**Record extracts:**
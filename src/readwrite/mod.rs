//! IO traits for reading simulation setups and writing simulation results.

mod dismember;
mod events;
mod genealogy;
mod tables;

pub use dismember::{SampleFractionIO, write_event_tables, write_event_tables_to};
pub use events::EventLogIO;
pub use genealogy::GenealogyIO;
pub use tables::{RateTable, TableIO};
//! Population module
//!
//! The population module contains the `PopulationState`, the mutable state the simulation
//! engine advances. It is a set of `Compartment`s, one per host population, together with
//! the migration rates between them. Each compartment keeps its susceptible hosts as counts
//! per susceptibility class and its infected hosts as the ids of the lineages infecting them,
//! such that a uniformly random infected host can be drawn in constant time.
//!

use super::lineage::LineageId;
use super::lockdown::{LockdownPolicy, Regime, RegimeMultipliers};
use crate::config::{PopulationModel, SquareMatrix, SusceptibilityModel};

#[derive(Debug, Clone, Copy, Default, PartialEq, Eq)]
pub struct CompartmentCounters {
    pub births: usize,
    pub deaths: usize,
    pub samples: usize,
    pub migrations_out: usize,
    pub migrations_in: usize,
    pub transitions: usize,
}

#[derive(Debug, Clone)]
pub struct Compartment {
    size: u64,
    susceptible: Vec<u64>,
    live: Vec<Vec<LineageId>>,
    lockdown: LockdownPolicy,
    counters: CompartmentCounters,
}

impl Compartment {
    pub fn size(&self) -> u64 {
        self.size
    }

    pub fn susceptible(&self, class: usize) -> u64 {
        self.susceptible[class]
    }

    pub fn infected(&self) -> u64 {
        self.live.iter().map(|lineages| lineages.len() as u64).sum()
    }

    pub fn infected_in_class(&self, class: usize) -> u64 {
        self.live[class].len() as u64
    }

    pub fn live(&self, class: usize) -> &[LineageId] {
        &self.live[class]
    }

    /// Susceptible hosts weighted by the multiplier of their class.
    pub fn weighted_susceptible(&self, susceptibility: &SusceptibilityModel) -> f64 {
        self.susceptible
            .iter()
            .enumerate()
            .map(|(class, &count)| susceptibility.multiplier(class) * count as f64)
            .sum()
    }

    /// Probability that a contact of an infected host reaches a host that can be infected.
    pub fn susceptible_fraction(&self, susceptibility: &SusceptibilityModel) -> f64 {
        self.weighted_susceptible(susceptibility) / self.size as f64
    }

    pub fn regime(&self) -> Regime {
        self.lockdown.regime()
    }

    pub fn multipliers(&self) -> RegimeMultipliers {
        self.lockdown.multipliers()
    }

    pub fn lockdown(&self) -> &LockdownPolicy {
        &self.lockdown
    }

    pub fn counters(&self) -> &CompartmentCounters {
        &self.counters
    }

    /// Find the infected host with the given index, counting through all classes.
    pub fn nth_live(&self, mut index: usize) -> Option<(usize, LineageId)> {
        for (class, lineages) in self.live.iter().enumerate() {
            if index < lineages.len() {
                return Some((class, lineages[index]));
            }
            index -= lineages.len();
        }
        None
    }

    fn update_lockdown(&mut self) -> Option<Regime> {
        let infected = self.infected();
        self.lockdown.update(infected, self.size)
    }
}

/// Owned state of all host populations.
#[derive(Debug, Clone)]
pub struct PopulationState {
    compartments: Vec<Compartment>,
    migration: SquareMatrix<f64>,
    // position of each live lineage in its compartment's live list
    slots: Vec<usize>,
}

impl PopulationState {
    /// Create the state with all hosts susceptible in class 0, except for the infected ones,
    /// which are registered later through `infect_founder`.
    pub fn new(population_model: &PopulationModel, n_classes: usize) -> Self {
        let compartments = population_model
            .populations
            .iter()
            .map(|config| {
                let mut susceptible = vec![0; n_classes];
                susceptible[0] = config.size;
                Compartment {
                    size: config.size,
                    susceptible,
                    live: vec![Vec::new(); n_classes],
                    lockdown: LockdownPolicy::new(config),
                    counters: CompartmentCounters::default(),
                }
            })
            .collect();
        Self {
            compartments,
            migration: population_model.migration.clone(),
            slots: Vec::new(),
        }
    }

    pub fn compartments(&self) -> &[Compartment] {
        &self.compartments
    }

    pub fn compartment(&self, population: usize) -> &Compartment {
        &self.compartments[population]
    }

    pub fn n_populations(&self) -> usize {
        self.compartments.len()
    }

    pub fn migration_rate(&self, source: usize, target: usize) -> f64 {
        if source == target {
            return 0.;
        }
        *self.migration.get(source, target)
    }

    pub fn infected(&self) -> u64 {
        self.compartments.iter().map(|c| c.infected()).sum()
    }

    pub fn is_extinct(&self) -> bool {
        self.compartments.iter().all(|c| c.infected() == 0)
    }

    /// Every host is either susceptible or infected, in every compartment.
    pub fn hosts_conserved(&self) -> bool {
        self.compartments
            .iter()
            .all(|c| c.susceptible.iter().sum::<u64>() + c.infected() == c.size)
    }

    pub fn infect_founder(&mut self, population: usize, class: usize, lineage: LineageId) {
        self.infect(population, class, lineage);
    }

    pub fn birth(&mut self, population: usize, class: usize, child: LineageId) {
        self.infect(population, class, child);
        self.compartments[population].counters.births += 1;
    }

    pub fn migration(&mut self, source: usize, target: usize, class: usize, child: LineageId) {
        self.infect(target, class, child);
        self.compartments[source].counters.migrations_out += 1;
        self.compartments[target].counters.migrations_in += 1;
    }

    pub fn death(
        &mut self,
        population: usize,
        class: usize,
        lineage: LineageId,
        susceptibility: &SusceptibilityModel,
    ) {
        self.recover(population, class, lineage, susceptibility);
        self.compartments[population].counters.deaths += 1;
    }

    pub fn sampling(
        &mut self,
        population: usize,
        class: usize,
        lineage: LineageId,
        susceptibility: &SusceptibilityModel,
    ) {
        self.recover(population, class, lineage, susceptibility);
        self.compartments[population].counters.samples += 1;
    }

    pub fn transition(&mut self, population: usize, from: usize, to: usize, lineage: LineageId) {
        self.remove_live(population, from, lineage);
        self.insert_live(population, to, lineage);
        self.compartments[population].counters.transitions += 1;
    }

    /// Re-evaluate the lockdown policy of a population after its infected count changed.
    pub fn update_lockdown(&mut self, population: usize) -> Option<Regime> {
        self.compartments[population].update_lockdown()
    }

    fn infect(&mut self, population: usize, class: usize, lineage: LineageId) {
        let compartment = &mut self.compartments[population];
        debug_assert!(compartment.susceptible[class] > 0);
        compartment.susceptible[class] -= 1;
        self.insert_live(population, class, lineage);
    }

    fn recover(
        &mut self,
        population: usize,
        class: usize,
        lineage: LineageId,
        susceptibility: &SusceptibilityModel,
    ) {
        self.remove_live(population, class, lineage);
        let recovery_class = susceptibility.recovery_class(class);
        self.compartments[population].susceptible[recovery_class] += 1;
    }

    fn insert_live(&mut self, population: usize, class: usize, lineage: LineageId) {
        let live = &mut self.compartments[population].live[class];
        if lineage.index() >= self.slots.len() {
            self.slots.resize(lineage.index() + 1, 0);
        }
        self.slots[lineage.index()] = live.len();
        live.push(lineage);
    }

    fn remove_live(&mut self, population: usize, class: usize, lineage: LineageId) {
        let live = &mut self.compartments[population].live[class];
        let slot = self.slots[lineage.index()];
        debug_assert_eq!(live[slot], lineage);
        live.swap_remove(slot);
        if let Some(&moved) = live.get(slot) {
            self.slots[moved.index()] = slot;
        }
    }
}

**Exercise directions:** The answer is the full data, repeated exactly as shown.

**Task response:**
filename src/readwrite/mod.rs
//! IO traits for reading simulation setups and writing simulation results.

mod dismember;
mod events;
mod genealogy;
mod tables;

pub use dismember::{SampleFractionIO, write_event_tables, write_event_tables_to};
pub use events::EventLogIO;
pub use genealogy::GenealogyIO;
pub use tables::{RateTable, TableIO};
//! Population module
//!
//! The population module contains the `PopulationState`, the mutable state the simulation
//! engine advances. It is a set of `Compartment`s, one per host population, together with
//! the migration rates between them. Each compartment keeps its susceptible hosts as counts
//! per susceptibility class and its infected hosts as the ids of the lineages infecting them,
//! such that a uniformly random infected host can be drawn in constant time.
//!

use super::lineage::LineageId;
use super::lockdown::{LockdownPolicy, Regime, RegimeMultipliers};
use crate::config::{PopulationModel, SquareMatrix, SusceptibilityModel};

#[derive(Debug, Clone, Copy, Default, PartialEq, Eq)]
pub struct CompartmentCounters {
    pub births: usize,
    pub deaths: usize,
    pub samples: usize,
    pub migrations_out: usize,
    pub migrations_in: usize,
    pub transitions: usize,
}

#[derive(Debug, Clone)]
pub struct Compartment {
    size: u64,
    susceptible: Vec<u64>,
    live: Vec<Vec<LineageId>>,
    lockdown: LockdownPolicy,
    counters: CompartmentCounters,
}

impl Compartment {
    pub fn size(&self) -> u64 {
        self.size
    }

    pub fn susceptible(&self, class: usize) -> u64 {
        self.susceptible[class]
    }

    pub fn infected(&self) -> u64 {
        self.live.iter().map(|lineages| lineages.len() as u64).sum()
    }

    pub fn infected_in_class(&self, class: usize) -> u64 {
        self.live[class].len() as u64
    }

    pub fn live(&self, class: usize) -> &[LineageId] {
        &self.live[class]
    }

    /// Susceptible hosts weighted by the multiplier of their class.
    pub fn weighted_susceptible(&self, susceptibility: &SusceptibilityModel) -> f64 {
        self.susceptible
            .iter()
            .enumerate()
            .map(|(class, &count)| susceptibility.multiplier(class) * count as f64)
            .sum()
    }

    /// Probability that a contact of an infected host reaches a host that can be infected.
    pub fn susceptible_fraction(&self, susceptibility: &SusceptibilityModel) -> f64 {
        self.weighted_susceptible(susceptibility) / self.size as f64
    }

    pub fn regime(&self) -> Regime {
        self.lockdown.regime()
    }

    pub fn multipliers(&self) -> RegimeMultipliers {
        self.lockdown.multipliers()
    }

    pub fn lockdown(&self) -> &LockdownPolicy {
        &self.lockdown
    }

    pub fn counters(&self) -> &CompartmentCounters {
        &self.counters
    }

    /// Find the infected host with the given index, counting through all classes.
    pub fn nth_live(&self, mut index: usize) -> Option<(usize, LineageId)> {
        for (class, lineages) in self.live.iter().enumerate() {
            if index < lineages.len() {
                return Some((class, lineages[index]));
            }
            index -= lineages.len();
        }
        None
    }

    fn update_lockdown(&mut self) -> Option<Regime> {
        let infected = self.infected();
        self.lockdown.update(infected, self.size)
    }
}

/// Owned state of all host populations.
#[derive(Debug, Clone)]
pub struct PopulationState {
    compartments: Vec<Compartment>,
    migration: SquareMatrix<f64>,
    // position of each live lineage in its compartment's live list
    slots: Vec<usize>,
}

impl PopulationState {
    /// Create the state with all hosts susceptible in class 0, except for the infected ones,
    /// which are registered later through `infect_founder`.
    pub fn new(population_model: &PopulationModel, n_classes: usize) -> Self {
        let compartments = population_model
            .populations
            .iter()
            .map(|config| {
                let mut susceptible = vec![0; n_classes];
                susceptible[0] = config.size;
                Compartment {
                    size: config.size,
                    susceptible,
                    live: vec![Vec::new(); n_classes],
                    lockdown: LockdownPolicy::new(config),
                    counters: CompartmentCounters::default(),
                }
            })
            .collect();
        Self {
            compartments,
            migration: population_model.migration.clone(),
            slots: Vec::new(),
        }
    }

    pub fn compartments(&self) -> &[Compartment] {
        &self.compartments
    }

    pub fn compartment(&self, population: usize) -> &Compartment {
        &self.compartments[population]
    }

    pub fn n_populations(&self) -> usize {
        self.compartments.len()
    }

    pub fn migration_rate(&self, source: usize, target: usize) -> f64 {
        if source == target {
            return 0.;
        }
        *self.migration.get(source, target)
    }

    pub fn infected(&self) -> u64 {
        self.compartments.iter().map(|c| c.infected()).sum()
    }

    pub fn is_extinct(&self) -> bool {
        self.compartments.iter().all(|c| c.infected() == 0)
    }

    /// Every host is either susceptible or infected, in every compartment.
    pub fn hosts_conserved(&self) -> bool {
        self.compartments
            .iter()
            .all(|c| c.susceptible.iter().sum::<u64>() + c.infected() == c.size)
    }

    pub fn infect_founder(&mut self, population: usize, class: usize, lineage: LineageId) {
        self.infect(population, class, lineage);
    }

    pub fn birth(&mut self, population: usize, class: usize, child: LineageId) {
        self.infect(population, class, child);
        self.compartments[population].counters.births += 1;
    }

    pub fn migration(&mut self, source: usize, target: usize, class: usize, child: LineageId) {
        self.infect(target, class, child);
        self.compartments[source].counters.migrations_out += 1;
        self.compartments[target].counters.migrations_in += 1;
    }

    pub fn death(
        &mut self,
        population: usize,
        class: usize,
        lineage: LineageId,
        susceptibility: &SusceptibilityModel,
    ) {
        self.recover(population, class, lineage, susceptibility);
        self.compartments[population].counters.deaths += 1;
    }

    pub fn sampling(
        &mut self,
        population: usize,
        class: usize,
        lineage: LineageId,
        susceptibility: &SusceptibilityModel,
    ) {
        self.recover(population, class, lineage, susceptibility);
        self.compartments[population].counters.samples += 1;
    }

    pub fn transition(&mut self, population: usize, from: usize, to: usize, lineage: LineageId) {
        self.remove_live(population, from, lineage);
        self.insert_live(population, to, lineage);
        self.compartments[population].counters.transitions += 1;
    }

    /// Re-evaluate the lockdown policy of a population after its infected count changed.
    pub fn update_lockdown(&mut self, population: usize) -> Option<Regime> {
        self.compartments[population].update_lockdown()
    }

    fn infect(&mut self, population: usize, class: usize, lineage: LineageId) {
        let compartment = &mut self.compartments[population];
        debug_assert!(compartment.susceptible[class] > 0);
        compartment.susceptible[class] -= 1;
        self.insert_live(population, class, lineage);
    }

    fn recover(
        &mut self,
        population: usize,
        class: usize,
        lineage: LineageId,
        susceptibility: &SusceptibilityModel,
    ) {
        self.remove_live(population, class, lineage);
        let recovery_class = susceptibility.recovery_class(class);
        self.compartments[population].susceptible[recovery_class] += 1;
    }

    fn insert_live(&mut self, population: usize, class: usize, lineage: LineageId) {
        let live = &mut self.compartments[population].live[class];
        if lineage.index() >= self.slots.len() {
            self.slots.resize(lineage.index() + 1, 0);
        }
        self.slots[lineage.index()] = live.len();
        live.push(lineage);
    }

    fn remove_live(&mut self, population: usize, class: usize, lineage: LineageId) {
        let live = &mut self.compartments[population].live[class];
        let slot = self.slots[lineage.index()];
        debug_assert_eq!(live[slot], lineage);
        live.swap_remove(slot);
        if let Some(&moved) = live.get(slot) {
            self.slots[moved.index()] = slot;
        }
    }
}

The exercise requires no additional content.